■ YOUR OBJECTIVE: Go through the data below and count every line that has the word "else". Return only the count.

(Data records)

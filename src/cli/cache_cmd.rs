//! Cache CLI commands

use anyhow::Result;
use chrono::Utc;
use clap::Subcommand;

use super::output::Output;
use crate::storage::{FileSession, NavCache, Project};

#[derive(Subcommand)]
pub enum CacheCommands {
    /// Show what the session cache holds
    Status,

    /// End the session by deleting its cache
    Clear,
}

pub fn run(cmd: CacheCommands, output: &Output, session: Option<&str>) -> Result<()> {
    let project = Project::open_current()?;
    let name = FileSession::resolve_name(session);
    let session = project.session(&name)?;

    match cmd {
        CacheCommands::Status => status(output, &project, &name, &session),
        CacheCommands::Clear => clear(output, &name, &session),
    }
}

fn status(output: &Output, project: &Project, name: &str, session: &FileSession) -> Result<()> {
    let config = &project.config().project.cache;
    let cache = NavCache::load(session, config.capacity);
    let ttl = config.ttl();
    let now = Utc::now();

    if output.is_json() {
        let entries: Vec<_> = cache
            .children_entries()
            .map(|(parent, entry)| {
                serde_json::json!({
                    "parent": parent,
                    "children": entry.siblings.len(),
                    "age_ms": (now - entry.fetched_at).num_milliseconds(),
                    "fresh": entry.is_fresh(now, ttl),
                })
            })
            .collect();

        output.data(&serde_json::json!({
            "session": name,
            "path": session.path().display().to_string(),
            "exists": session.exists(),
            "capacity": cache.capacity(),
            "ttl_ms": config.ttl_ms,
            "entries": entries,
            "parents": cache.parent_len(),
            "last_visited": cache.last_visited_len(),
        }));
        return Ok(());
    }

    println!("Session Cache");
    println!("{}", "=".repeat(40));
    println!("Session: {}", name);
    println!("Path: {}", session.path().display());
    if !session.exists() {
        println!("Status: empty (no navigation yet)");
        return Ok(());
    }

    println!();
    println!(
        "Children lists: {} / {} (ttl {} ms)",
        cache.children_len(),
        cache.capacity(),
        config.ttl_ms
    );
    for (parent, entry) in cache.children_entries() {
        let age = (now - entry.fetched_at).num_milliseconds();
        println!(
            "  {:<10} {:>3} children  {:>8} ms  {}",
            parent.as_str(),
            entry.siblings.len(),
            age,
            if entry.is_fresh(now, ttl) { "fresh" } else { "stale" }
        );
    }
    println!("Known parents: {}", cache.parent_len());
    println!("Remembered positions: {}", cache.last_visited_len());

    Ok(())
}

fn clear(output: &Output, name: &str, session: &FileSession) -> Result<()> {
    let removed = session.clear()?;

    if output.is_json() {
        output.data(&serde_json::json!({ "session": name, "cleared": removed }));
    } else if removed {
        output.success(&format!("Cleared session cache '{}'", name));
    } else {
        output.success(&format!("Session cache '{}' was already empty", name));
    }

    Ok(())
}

■ PROBLEM SOLUTION: 3